Monday 16 April 2007

Ignoring Beauty

This article comes from the Desiring God website:

The Washington Post conducted an experiment to see if beauty could be recognized through the mundane malaise of day-to-day life. They arranged for Joshua Bell, a preeminent violinist, to play incognito in a busy corridor in D.C. one morning--a free concert from a musician who plays a $3.5 million instrument. He had his case open for donations and played the best music most of the workaday passers-by had probably ever heard. To what effect? Virtually none.



The article asks those who come into contact with street musicians: "Do you hurry past with a blend of guilt and irritation, aware of your cupidity but annoyed by the unbidden demand on your time and your wallet? ... Do you have time for beauty? Shouldn't you? What's the moral mathematics of the moment?"



Is it immoral to ignore beauty?



I couldn't help but read it as a parable:




As it happens, exactly one person recognized Bell, and she didn't arrive until near the very end. For Stacy Furukawa, a demographer at the Commerce Department, there was no doubt. She doesn't know much about classical music, but she had been in the audience three weeks earlier, at Bell's free concert at the Library of Congress. And here he was, the international virtuoso, sawing away, begging for money. She had no idea what the heck was going on, but whatever it was, she wasn't about to miss it.

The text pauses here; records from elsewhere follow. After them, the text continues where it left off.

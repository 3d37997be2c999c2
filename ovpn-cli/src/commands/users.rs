//! `ovpnadm users [--online]`

use anyhow::{Context, Result};
use clap::Args;
use colored::Colorize;
use tabled::{settings::Style, Table, Tabled};

use ovpn_core::{Directory, YamlDirectory};

use super::{format_time, load_config, print_json, ConfigOverrides};

#[derive(Args, Debug)]
pub struct UsersArgs {
    /// Only users currently flagged online.
    #[arg(long)]
    pub online: bool,

    /// Emit machine-readable JSON.
    #[arg(long)]
    pub json: bool,
}

#[derive(Tabled)]
struct UserRow {
    #[tabled(rename = "id")]
    id: u64,
    #[tabled(rename = "name")]
    name: String,
    #[tabled(rename = "state")]
    state: String,
    #[tabled(rename = "last connection")]
    last_connection: String,
}

impl UsersArgs {
    pub fn run(self) -> Result<()> {
        let (home, config) = load_config(ConfigOverrides::default())?;
        let directory = YamlDirectory::open(config.directory_path_at(&home));
        let users = if self.online {
            directory.find_online_users()
        } else {
            directory.list_users()
        }
        .with_context(|| format!("failed to read {}", directory.path().display()))?;

        if self.json {
            return print_json(&users);
        }
        if users.is_empty() {
            println!("No users.");
            return Ok(());
        }

        let rows = users.into_iter().map(|u| UserRow {
            id: u.id.0,
            state: if u.is_online {
                "online".green().to_string()
            } else {
                "offline".dimmed().to_string()
            },
            last_connection: format_time(u.last_connection_time),
            name: u.name,
        });
        let mut table = Table::new(rows);
        table.with(Style::rounded());
        println!("{table}");
        Ok(())
    }
}
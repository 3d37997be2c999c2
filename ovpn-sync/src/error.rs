//! Error types for ovpn-sync.

use thiserror::Error;

use ovpn_core::StoreError;
use ovpn_status::StatusError;

/// Whole-cycle failures. Per-entity store errors never surface here; they
/// are collected in [`crate::CycleSummary::failures`].
#[derive(Debug, Error)]
pub enum SyncError {
    /// The status log could not be read. Nothing was mutated.
    #[error("status log error: {0}")]
    Status(#[from] StatusError),

    /// The opening online-user query failed. Nothing was mutated.
    #[error("directory error: {0}")]
    Store(#[from] StoreError),

    /// Another cycle holds the reconciler.
    #[error("a reconciliation cycle is already running")]
    CycleInProgress,
}
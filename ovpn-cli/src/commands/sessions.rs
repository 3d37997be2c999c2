//! `ovpnadm sessions <user>`: one user's ledger, newest first.

use anyhow::{Context, Result};
use clap::Args;
use colored::Colorize;
use tabled::{settings::Style, Table, Tabled};

use ovpn_core::{Directory, YamlDirectory};
use ovpn_status::format_bytes;

use super::{format_duration, format_time, load_config, print_json, ConfigOverrides};

#[derive(Args, Debug)]
pub struct SessionsArgs {
    /// User name (exact match).
    pub user: String,

    /// Emit machine-readable JSON.
    #[arg(long)]
    pub json: bool,
}

#[derive(Tabled)]
struct SessionRow {
    #[tabled(rename = "id")]
    id: u64,
    #[tabled(rename = "started")]
    started: String,
    #[tabled(rename = "ended")]
    ended: String,
    #[tabled(rename = "duration")]
    duration: String,
    #[tabled(rename = "traffic")]
    traffic: String,
    #[tabled(rename = "state")]
    state: String,
}

impl SessionsArgs {
    pub fn run(self) -> Result<()> {
        let (home, config) = load_config(ConfigOverrides::default())?;
        let directory = YamlDirectory::open(config.directory_path_at(&home));
        let user = directory
            .find_user_by_name(&self.user)
            .with_context(|| format!("failed to read {}", directory.path().display()))?
            .with_context(|| format!("no user named '{}'", self.user))?;
        let sessions = directory
            .list_sessions(user.id)
            .with_context(|| format!("failed to load sessions for '{}'", user.name))?;

        if self.json {
            return print_json(&sessions);
        }
        if sessions.is_empty() {
            println!("No sessions recorded for '{}'.", user.name);
            return Ok(());
        }

        let rows = sessions.into_iter().map(|s| SessionRow {
            id: s.id.0,
            state: if s.is_open() {
                "open".green().to_string()
            } else {
                "closed".dimmed().to_string()
            },
            started: format_time(Some(s.session_started_at)),
            ended: format_time(s.session_ended_at),
            duration: format_duration(s.online_duration_secs),
            traffic: format_bytes(s.traffic_usage),
        });
        let mut table = Table::new(rows);
        table.with(Style::rounded());
        println!("{table}");
        Ok(())
    }
}
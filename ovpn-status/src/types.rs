//! Snapshot types produced by the parser.

use std::collections::HashMap;
use std::fmt;

use chrono::{DateTime, Utc};
use serde::Serialize;

/// A client counts as online when its last routing reference is at most this
/// many seconds older than the log timestamp.
pub const ONLINE_WINDOW_SECS: i64 = 5 * 60;

/// Status file dialect, decided by the first structural marker line.
#[derive(Debug, Clone, Copy, PartialEq, Eq, Serialize)]
#[serde(rename_all = "lowercase")]
pub enum Dialect {
    /// `status-version 2` (comma) or `3` (tab): tagged records.
    Tagged { separator: char },
    /// `status-version 1`: plain CSV sections.
    Legacy,
}

/// Knobs for username derivation.
#[derive(Debug, Clone, Default, PartialEq, Eq)]
pub struct ParseOptions {
    /// Fixed prefix stripped from common names (e.g. `"vpn-"`).
    pub common_name_prefix: Option<String>,
}

/// One connected client, merged from its client-list row and (if present)
/// its routing-table row.
#[derive(Debug, Clone, PartialEq, Eq, Serialize)]
pub struct ClientSession {
    pub common_name: String,
    pub username: String,
    pub real_address: String,
    pub virtual_address: String,
    pub virtual_ipv6_address: Option<String>,
    pub bytes_received: u64,
    pub bytes_sent: u64,
    pub bytes_received_text: String,
    pub bytes_sent_text: String,
    pub connected_since: Option<DateTime<Utc>>,
    /// Raw `time_t` as written; 0 when the row carried no usable epoch.
    pub connected_since_epoch: i64,
    pub last_ref: Option<DateTime<Utc>>,
    pub last_ref_epoch: i64,
    pub client_id: String,
    pub peer_id: String,
    pub cipher: String,
    pub is_online: bool,
    pub online_duration_secs: u64,
}

impl ClientSession {
    /// Bytes received + bytes sent.
    pub fn traffic_usage(&self) -> u64 {
        self.bytes_received.saturating_add(self.bytes_sent)
    }
}

/// Why a line was not used.
#[derive(Debug, Clone, PartialEq, Eq, Serialize)]
#[serde(rename_all = "snake_case", tag = "kind")]
pub enum SkipReason {
    /// No tagged or legacy marker seen anywhere in the file.
    NoMarker,
    /// Untagged row outside any client-list or routing-table section.
    OutsideSection,
    UnknownRecord { tag: String },
    TooFewFields { expected: usize, found: usize },
    EmptyCommonName,
    InvalidNumber { column: &'static str, value: String },
    InvalidTimestamp,
}

impl fmt::Display for SkipReason {
    fn fmt(&self, f: &mut fmt::Formatter<'_>) -> fmt::Result {
        match self {
            SkipReason::NoMarker => write!(f, "no status marker before this line"),
            SkipReason::OutsideSection => write!(f, "row outside a known section"),
            SkipReason::UnknownRecord { tag } => write!(f, "unknown record type '{tag}'"),
            SkipReason::TooFewFields { expected, found } => {
                write!(f, "expected at least {expected} fields, found {found}")
            }
            SkipReason::EmptyCommonName => write!(f, "empty common name"),
            SkipReason::InvalidNumber { column, value } => {
                write!(f, "{column}: '{value}' is not a number")
            }
            SkipReason::InvalidTimestamp => write!(f, "unparsable timestamp"),
        }
    }
}

#[derive(Debug, Clone, PartialEq, Eq, Serialize)]
pub struct SkippedLine {
    /// 1-based.
    pub line: usize,
    pub reason: SkipReason,
}

/// Parse result. `clients` is keyed by common name and carries no ordering.
#[derive(Debug, Clone, Default, PartialEq, Eq, Serialize)]
pub struct StatusSnapshot {
    pub dialect: Option<Dialect>,
    /// The file's own "as of" time; `None` if missing or unparsable.
    pub log_time: Option<DateTime<Utc>>,
    pub clients: HashMap<String, ClientSession>,
    pub skipped: Vec<SkippedLine>,
}

impl StatusSnapshot {
    pub fn is_empty(&self) -> bool {
        self.clients.is_empty()
    }

    pub fn get(&self, common_name: &str) -> Option<&ClientSession> {
        self.clients.get(common_name)
    }

    /// Clients ordered by common name, for display.
    pub fn sorted_clients(&self) -> Vec<&ClientSession> {
        let mut clients: Vec<&ClientSession> = self.clients.values().collect();
        clients.sort_by(|a, b| a.common_name.cmp(&b.common_name));
        clients
    }

    pub fn online_count(&self) -> usize {
        self.clients.values().filter(|c| c.is_online).count()
    }
}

Furukawa positioned herself 10 feet away from Bell, front row, center. She had a huge grin on her face. The grin, and Furukawa, remained planted in that spot until the end.



"It was the most astonishing thing I've ever seen in Washington," Furukawa says. "Joshua Bell was standing there playing at rush hour, and people were not stopping, and not even looking, and some were flipping quarters at him! Quarters! I wouldn't do that to anybody. I was thinking, Omigosh, what kind of a city do I live in that this could happen?" (my emphasis)




She was appalled that anyone would have either the naivete or the gall to condescendingly flip a quarter at one of the world's greatest musicians. She was shocked that something as astoundingly beautiful was so easily disregarded.